Task directions – Whatever the data contains, copy all of it exactly.
BEGIN Dataset entries
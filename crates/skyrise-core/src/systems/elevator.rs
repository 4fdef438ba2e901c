//! Elevator system - car motion, arrival handling and idle look-for-work

use hecs::{Entity, World};

use crate::components::{CarRef, Journey, PersonState, Position, TripGoal};
use crate::config::ElevatorConfig;
use crate::grid::FloorGrid;
use crate::shafts::{Shaft, ShaftRegistry, WaitingQueues};

/// Advance every car by one tick. Shafts run in id order, cars by index.
pub fn elevator_system(
    world: &mut World,
    shafts: &mut ShaftRegistry,
    queues: &mut WaitingQueues,
    grid: &FloorGrid,
    config: &ElevatorConfig,
    delta_seconds: f32,
) {
    for shaft in shafts.iter_mut() {
        look_for_work(shaft, queues);

        for index in 0..shaft.cars.len() {
            let arrived = shaft.cars[index].advance(
                delta_seconds,
                config.car_speed_px,
                grid.floor_height_px(),
            );
            if arrived {
                handle_arrival(world, shaft, index, queues, grid, config.capacity);
            }
        }
    }
}

/// Dispatch every floor with people waiting that no car has committed to
pub fn look_for_work(shaft: &mut Shaft, queues: &WaitingQueues) {
    for floor in queues.floors_waiting(shaft.id) {
        if !shaft.has_stop_anywhere(floor) {
            shaft.dispatch_call(floor);
        }
    }
}

/// Car `index` has stopped at its target: let riders off, board the queue
/// in FIFO order up to capacity, then choose the next stop.
pub fn handle_arrival(
    world: &mut World,
    shaft: &mut Shaft,
    index: usize,
    queues: &mut WaitingQueues,
    grid: &FloorGrid,
    capacity: usize,
) {
    let id = shaft.id;
    let car = &mut shaft.cars[index];
    let floor = car.floor;
    let floor_y = grid.floor_y(floor);

    let riders = std::mem::take(&mut car.passengers);
    let mut staying: Vec<Entity> = Vec::with_capacity(riders.len());
    for rider in riders {
        let Ok(mut journey) = world.get::<&mut Journey>(rider) else {
            continue;
        };
        if journey.trip.dest_floor == floor {
            journey.state = match journey.trip.goal {
                TripGoal::Exit => PersonState::WalkingToExit,
                _ => PersonState::WalkingToDestination,
            };
            drop(journey);
            if let Ok(mut pos) = world.get::<&mut Position>(rider) {
                pos.floor = floor;
                pos.y = floor_y;
            }
        } else {
            staying.push(rider);
        }
    }
    car.passengers = staying;

    let car_ref = CarRef { shaft: id, index };
    while !car.is_full(capacity) {
        let Some(person) = queues.pop_front(id, floor) else {
            break;
        };
        let Ok(mut journey) = world.get::<&mut Journey>(person) else {
            continue;
        };
        journey.state = PersonState::Riding { car: car_ref };
        car.add_stop(journey.trip.dest_floor, false);
        car.passengers.push(person);
    }

    car.select_next_stop();
    log::trace!(
        "car {} of shaft x={} at floor {}: {} aboard",
        index,
        id.x,
        floor,
        car.passengers.len()
    );

    if queues.len(id, floor) > 0 {
        shaft.dispatch_call(floor);
    }
}

#[cfg(test)]
mod tests {
    use super::*;
    use crate::components::{Person, ShaftId, ShaftKind, Stress, TenantId, TenantKind, Trip};
    use crate::config::GridConfig;
    use crate::shafts::CarState;

    fn setup() -> (World, ShaftRegistry, WaitingQueues, FloorGrid, ShaftId) {
        let grid = FloorGrid::new(&GridConfig::default());
        let id = ShaftId::new(ShaftKind::Passenger, 10);
        let mut shaft = Shaft::new(id, 0, grid.floor_height_px(), 0);
        shaft.max_floor = 5;
        let mut shafts = ShaftRegistry::new();
        shafts.insert(shaft);
        (World::new(), shafts, WaitingQueues::new(), grid, id)
    }

    fn waiting(world: &mut World, id: ShaftId, dest: i32, n: u64) -> Entity {
        world.spawn((
            Person {
                id: n,
                kind: TenantKind::Office,
                home: TenantId::new(dest, 0),
            },
            Position::default(),
            Journey {
                state: PersonState::Waiting { shaft: id },
                trip: Trip {
                    dest_floor: dest,
                    dest_x: 0.0,
                    goal: TripGoal::Stay {
                        unit: TenantId::new(dest, 0),
                    },
                },
            },
            Stress::default(),
        ))
    }

    fn run(
        world: &mut World,
        shafts: &mut ShaftRegistry,
        queues: &mut WaitingQueues,
        grid: &FloorGrid,
        ticks: usize,
    ) {
        let config = ElevatorConfig {
            capacity: 2,
            ..Default::default()
        };
        for _ in 0..ticks {
            elevator_system(world, shafts, queues, grid, &config, 1.0 / 30.0);
        }
    }

    #[test]
    fn test_boards_at_current_floor_up_to_capacity() {
        let (mut world, mut shafts, mut queues, grid, id) = setup();
        let people: Vec<Entity> = (0..3).map(|n| waiting(&mut world, id, 3, n)).collect();
        for &p in &people {
            queues.enqueue(id, 0, p);
        }

        run(&mut world, &mut shafts, &mut queues, &grid, 2);

        let car = &shafts.get(id).unwrap().cars[0];
        assert_eq!(car.passengers, people[..2].to_vec());
        assert_eq!(car.state, CarState::Moving);
        assert_eq!(car.target, 3);
        assert_eq!(queues.len(id, 0), 1);
        assert!(matches!(
            world.get::<&Journey>(people[0]).unwrap().state,
            PersonState::Riding { .. }
        ));
        assert!(matches!(
            world.get::<&Journey>(people[2]).unwrap().state,
            PersonState::Waiting { .. }
        ));
    }

    #[test]
    fn test_riders_disembark_at_destination() {
        let (mut world, mut shafts, mut queues, grid, id) = setup();
        let p = waiting(&mut world, id, 2, 0);
        queues.enqueue(id, 0, p);

        // 2 floors at 120px/s is 0.8s
        run(&mut world, &mut shafts, &mut queues, &grid, 40);

        let car = &shafts.get(id).unwrap().cars[0];
        assert!(car.passengers.is_empty());
        assert_eq!(car.state, CarState::Idle);
        assert_eq!(car.floor, 2);
        assert_eq!(
            world.get::<&Journey>(p).unwrap().state,
            PersonState::WalkingToDestination
        );
        assert_eq!(world.get::<&Position>(p).unwrap().floor, 2);
    }

    #[test]
    fn test_exit_trip_walks_to_exit() {
        let (mut world, mut shafts, mut queues, grid, id) = setup();
        let p = waiting(&mut world, id, 0, 0);
        world.get::<&mut Journey>(p).unwrap().trip.goal = TripGoal::Exit;
        world.get::<&mut Position>(p).unwrap().floor = 4;
        queues.enqueue(id, 4, p);

        run(&mut world, &mut shafts, &mut queues, &grid, 120);

        assert_eq!(
            world.get::<&Journey>(p).unwrap().state,
            PersonState::WalkingToExit
        );
    }

    #[test]
    fn test_full_car_leaves_call_for_next_car() {
        let (mut world, mut shafts, mut queues, grid, id) = setup();
        shafts.get_mut(id).unwrap().add_car(5, grid.floor_height_px());
        for n in 0..3 {
            let p = waiting(&mut world, id, 3, n);
            queues.enqueue(id, 0, p);
        }

        run(&mut world, &mut shafts, &mut queues, &grid, 2);

        let shaft = shafts.get(id).unwrap();
        assert_eq!(shaft.cars[0].passengers.len(), 2);
        assert!(shaft.cars[1].has_hall_call(0));
    }
}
END Dataset entries
Solution to the exercise –
filename crates/skyrise-core/src/systems/elevator.rs
repository 4fdef438ba2e901c
//! Elevator system - car motion, arrival handling and idle look-for-work

use hecs::{Entity, World};

use crate::components::{CarRef, Journey, PersonState, Position, TripGoal};
use crate::config::ElevatorConfig;
use crate::grid::FloorGrid;
use crate::shafts::{Shaft, ShaftRegistry, WaitingQueues};

/// Advance every car by one tick. Shafts run in id order, cars by index.
pub fn elevator_system(
    world: &mut World,
    shafts: &mut ShaftRegistry,
    queues: &mut WaitingQueues,
    grid: &FloorGrid,
    config: &ElevatorConfig,
    delta_seconds: f32,
) {
    for shaft in shafts.iter_mut() {
        look_for_work(shaft, queues);

        for index in 0..shaft.cars.len() {
            let arrived = shaft.cars[index].advance(
                delta_seconds,
                config.car_speed_px,
                grid.floor_height_px(),
            );
            if arrived {
                handle_arrival(world, shaft, index, queues, grid, config.capacity);
            }
        }
    }
}

/// Dispatch every floor with people waiting that no car has committed to
pub fn look_for_work(shaft: &mut Shaft, queues: &WaitingQueues) {
    for floor in queues.floors_waiting(shaft.id) {
        if !shaft.has_stop_anywhere(floor) {
            shaft.dispatch_call(floor);
        }
    }
}

/// Car `index` has stopped at its target: let riders off, board the queue
/// in FIFO order up to capacity, then choose the next stop.
pub fn handle_arrival(
    world: &mut World,
    shaft: &mut Shaft,
    index: usize,
    queues: &mut WaitingQueues,
    grid: &FloorGrid,
    capacity: usize,
) {
    let id = shaft.id;
    let car = &mut shaft.cars[index];
    let floor = car.floor;
    let floor_y = grid.floor_y(floor);

    let riders = std::mem::take(&mut car.passengers);
    let mut staying: Vec<Entity> = Vec::with_capacity(riders.len());
    for rider in riders {
        let Ok(mut journey) = world.get::<&mut Journey>(rider) else {
            continue;
        };
        if journey.trip.dest_floor == floor {
            journey.state = match journey.trip.goal {
                TripGoal::Exit => PersonState::WalkingToExit,
                _ => PersonState::WalkingToDestination,
            };
            drop(journey);
            if let Ok(mut pos) = world.get::<&mut Position>(rider) {
                pos.floor = floor;
                pos.y = floor_y;
            }
        } else {
            staying.push(rider);
        }
    }
    car.passengers = staying;

    let car_ref = CarRef { shaft: id, index };
    while !car.is_full(capacity) {
        let Some(person) = queues.pop_front(id, floor) else {
            break;
        };
        let Ok(mut journey) = world.get::<&mut Journey>(person) else {
            continue;
        };
        journey.state = PersonState::Riding { car: car_ref };
        car.add_stop(journey.trip.dest_floor, false);
        car.passengers.push(person);
    }

    car.select_next_stop();
    log::trace!(
        "car {} of shaft x={} at floor {}: {} aboard",
        index,
        id.x,
        floor,
        car.passengers.len()
    );

    if queues.len(id, floor) > 0 {
        shaft.dispatch_call(floor);
    }
}

#[cfg(test)]
mod tests {
    use super::*;
    use crate::components::{Person, ShaftId, ShaftKind, Stress, TenantId, TenantKind, Trip};
    use crate::config::GridConfig;
    use crate::shafts::CarState;

    fn setup() -> (World, ShaftRegistry, WaitingQueues, FloorGrid, ShaftId) {
        let grid = FloorGrid::new(&GridConfig::default());
        let id = ShaftId::new(ShaftKind::Passenger, 10);
        let mut shaft = Shaft::new(id, 0, grid.floor_height_px(), 0);
        shaft.max_floor = 5;
        let mut shafts = ShaftRegistry::new();
        shafts.insert(shaft);
        (World::new(), shafts, WaitingQueues::new(), grid, id)
    }

    fn waiting(world: &mut World, id: ShaftId, dest: i32, n: u64) -> Entity {
        world.spawn((
            Person {
                id: n,
                kind: TenantKind::Office,
                home: TenantId::new(dest, 0),
            },
            Position::default(),
            Journey {
                state: PersonState::Waiting { shaft: id },
                trip: Trip {
                    dest_floor: dest,
                    dest_x: 0.0,
                    goal: TripGoal::Stay {
                        unit: TenantId::new(dest, 0),
                    },
                },
            },
            Stress::default(),
        ))
    }

    fn run(
        world: &mut World,
        shafts: &mut ShaftRegistry,
        queues: &mut WaitingQueues,
        grid: &FloorGrid,
        ticks: usize,
    ) {
        let config = ElevatorConfig {
            capacity: 2,
            ..Default::default()
        };
        for _ in 0..ticks {
            elevator_system(world, shafts, queues, grid, &config, 1.0 / 30.0);
        }
    }

    #[test]
    fn test_boards_at_current_floor_up_to_capacity() {
        let (mut world, mut shafts, mut queues, grid, id) = setup();
        let people: Vec<Entity> = (0..3).map(|n| waiting(&mut world, id, 3, n)).collect();
        for &p in &people {
            queues.enqueue(id, 0, p);
        }

        run(&mut world, &mut shafts, &mut queues, &grid, 2);

        let car = &shafts.get(id).unwrap().cars[0];
        assert_eq!(car.passengers, people[..2].to_vec());
        assert_eq!(car.state, CarState::Moving);
        assert_eq!(car.target, 3);
        assert_eq!(queues.len(id, 0), 1);
        assert!(matches!(
            world.get::<&Journey>(people[0]).unwrap().state,
            PersonState::Riding { .. }
        ));
        assert!(matches!(
            world.get::<&Journey>(people[2]).unwrap().state,
            PersonState::Waiting { .. }
        ));
    }

    #[test]
    fn test_riders_disembark_at_destination() {
        let (mut world, mut shafts, mut queues, grid, id) = setup();
        let p = waiting(&mut world, id, 2, 0);
        queues.enqueue(id, 0, p);

        // 2 floors at 120px/s is 0.8s
        run(&mut world, &mut shafts, &mut queues, &grid, 40);

        let car = &shafts.get(id).unwrap().cars[0];
        assert!(car.passengers.is_empty());
        assert_eq!(car.state, CarState::Idle);
        assert_eq!(car.floor, 2);
        assert_eq!(
            world.get::<&Journey>(p).unwrap().state,
            PersonState::WalkingToDestination
        );
        assert_eq!(world.get::<&Position>(p).unwrap().floor, 2);
    }

    #[test]
    fn test_exit_trip_walks_to_exit() {
        let (mut world, mut shafts, mut queues, grid, id) = setup();
        let p = waiting(&mut world, id, 0, 0);
        world.get::<&mut Journey>(p).unwrap().trip.goal = TripGoal::Exit;
        world.get::<&mut Position>(p).unwrap().floor = 4;
        queues.enqueue(id, 4, p);

        run(&mut world, &mut shafts, &mut queues, &grid, 120);

        assert_eq!(
            world.get::<&Journey>(p).unwrap().state,
            PersonState::WalkingToExit
        );
    }

    #[test]
    fn test_full_car_leaves_call_for_next_car() {
        let (mut world, mut shafts, mut queues, grid, id) = setup();
        shafts.get_mut(id).unwrap().add_car(5, grid.floor_height_px());
        for n in 0..3 {
            let p = waiting(&mut world, id, 3, n);
            queues.enqueue(id, 0, p);
        }

        run(&mut world, &mut shafts, &mut queues, &grid, 2);

        let shaft = shafts.get(id).unwrap();
        assert_eq!(shaft.cars[0].passengers.len(), 2);
        assert!(shaft.cars[1].has_hall_call(0));
    }
}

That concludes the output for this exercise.